Artificial intelligence has limitless potential
Published: Sunday, February 20, 2011
Updated: Sunday, February 20, 2011 15:02
I'll take Technology for $500.
This is the best way for IBM to show the world it's on the cutting edge of technology.
What is: spending a speculated $2 billion and showcasing its technological marvel on a game show viewed by the only demographic that remembers when IBM was actually considered to be on the cutting edge of technology?
Correct!
This isn't just any technological marvel, this marvel has a name: Watson. It was created by IBM, competed on Jeopardy! last week and won against the best human players in show history.
When IBM started five years ago, it stuck their newest researcher, James Fan, a young Chinese-American with a hot-off-the-press doctorate degree from the University of Texas, on the project.
He was asked to build a Jeopardy! computer with no help.
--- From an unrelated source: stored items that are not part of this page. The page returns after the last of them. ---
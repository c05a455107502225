//! WASM-facing entry points for the UV mapping lab.
//!
//! This crate is compiled to a `cdylib` and consumed from JavaScript via
//! `wasm-bindgen`. Native tests drive [`UvSession`] through its Rust-typed
//! helpers to avoid depending on a JS host.
//!
//! ```
//! let mut session = uvmap_wasm::UvSession::new();
//! session.set_projection("box");
//! assert_eq!(session.summary(), "Box | cube");
//! ```

use config::constants::{DIAGNOSTIC_COLOR, TEXTURE_SIZE};
use std::fmt::Display;
use uvmap_texture::DiagnosticTexture;
use wasm_bindgen::prelude::*;

mod mesh_handle;
mod session;

#[cfg(target_arch = "wasm32")]
mod console_log;

pub use mesh_handle::MeshHandle;
pub use session::UvSession;

/// Installs a panic hook that forwards Rust panics to the browser console.
///
/// # Examples
/// ```no_run
/// // In JavaScript: import and call once at startup.
/// // import { init_panic_hook } from "uvmap-wasm";
/// // init_panic_hook();
/// ```
#[wasm_bindgen]
pub fn init_panic_hook() {
    #[cfg(feature = "console_error_panic_hook")]
    console_error_panic_hook::set_once();
}

/// Routes `log` records to the browser console. Safe to call repeatedly.
#[wasm_bindgen]
pub fn init_logging() {
    #[cfg(target_arch = "wasm32")]
    console_log::init();
}

/// Side length of the diagnostic texture in pixels.
#[wasm_bindgen]
pub fn texture_size() -> u32 {
    TEXTURE_SIZE
}

/// Diagnostic texture as row-major RGBA8, top row first.
///
/// Upload with `flipY` enabled so that row `A` lands at `v = 1`.
#[wasm_bindgen]
pub fn diagnostic_texture_rgba() -> Vec<u8> {
    DiagnosticTexture::shared().rgba_bytes().to_vec()
}

/// Diagnostic texture encoded as PNG.
///
/// # Errors
/// Returns a JavaScript error if encoding fails.
#[wasm_bindgen]
pub fn diagnostic_texture_png() -> Result<Vec<u8>, JsValue> {
    DiagnosticTexture::shared().to_png().map_err(to_js_error)
}

/// Fragment shader chunk replacing Three.js's `#include <map_fragment>`.
///
/// Expects a `uRepeat` float uniform: 1.0 when repeat is on, 0.0 when off.
/// With repeat off, samples outside the unit square draw the diagnostic
/// color instead of the texture.
#[wasm_bindgen]
pub fn boundary_shader_chunk() -> String {
    let [r, g, b, a] = DIAGNOSTIC_COLOR.map(|c| c as f32 / 255.0);
    format!(
        r#"#ifdef USE_MAP
  vec2 uv = vMapUv;
  bool outOfBounds = (uv.x < 0.0 || uv.x > 1.0 || uv.y < 0.0 || uv.y > 1.0);
  if (uRepeat < 0.5 && outOfBounds) {{
    diffuseColor = vec4({:.1}, {:.1}, {:.1}, {:.1});
  }} else {{
    vec4 texelColor = texture2D(map, vMapUv);
    diffuseColor *= texelColor;
  }}
#endif
"#,
        r, g, b, a
    )
}

fn to_js_error(err: impl Display) -> JsValue {
    js_sys::Error::new(&err.to_string()).into()
}

#[cfg(test)]
mod tests;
He was given 500 Jeopardy! clues and one month to produce.
While Fan initially used the Internet to fuel his answers, this was only as a precaution; IBM didn't want to create Watson only to have some kid in his parent's basement beat them to it using the Internet and a personal computer.
Watson has come quite a way since its inception, now storing tens of millions of documents. His brain is a little larger than the human brain. It's actually about 10 refrigerator-sized boxes filled with brains. Or, in more useful terms, it's a system of 90 IBM Power 750 servers, each containing 32 POWER7 processor cores running at 3.55 GHz and each of the servers is equipped with 256 GB of RAM.
This type of technology should have happened sooner, said Marvin Minsky of MIT, but decades were wasted on attempting to come up with one single mathematical model of the human brain, when in reality the brain works in separate segments, similar to a network of computers.
This is the approach that worked for Watson.
He then asks a collection of algorithms a question which is designed to analyze natural language in order to know. For instance, Watson knows that the question is asking about George Washington, the person, not the bridge named after the president. The more algorithms that lead to an answer, the more certain he is that the answer is correct and the more money he would wager.
He may be intelligent, but as his Homo sapiens rival on Jeopardy! quickly pointed out in an interview, Watson is able to make mistakes that a small child would be able to avoid, like when he confused Jamie Foxx with Ludwig van Beethoven (what an idiot!).
Game show aside, this is a major accomplishment in the area of artificial intelligence, with endless applications — from the mundane, such as a company searching through its database for the best product to use, to a life changing diagnostic tool for doctors.
If the system knows all of the symptoms of a patient it can compare it to every disease and determine the best treatment. And then, ironically, aid in another field to assist as a legal resource when lawyers attempt to sue doctors for malpractice.
It also has possible consequences some consider to be bad, like robots murdering everyone on earth.
The debate on Watson and the future of A.I. is in full swing, with one of the most common questions being, "Can a machine have the emotions of a human?"
This was addressed in the Bollywood film Robot and trust me, we do not want robots to be able to do things like get angry and fall in love. He didn't get the girl and a lot of people were killed along the way.
If, however, the question is being posed because women are wondering if they will ever be able to have a robot boyfriend, then it is a very pertinent question. I think that it would be pretty simple to program him just like a human man: to behave in such a way so that a female doesn't destroy him.
The lack of emotions may not be all bad. Watson's intelligence may outweigh the pleasure of things, such as getting in a fight with your human boyfriend.
It certainly wouldn't be the first time that a woman's happiness was fueled by batteries and imagination.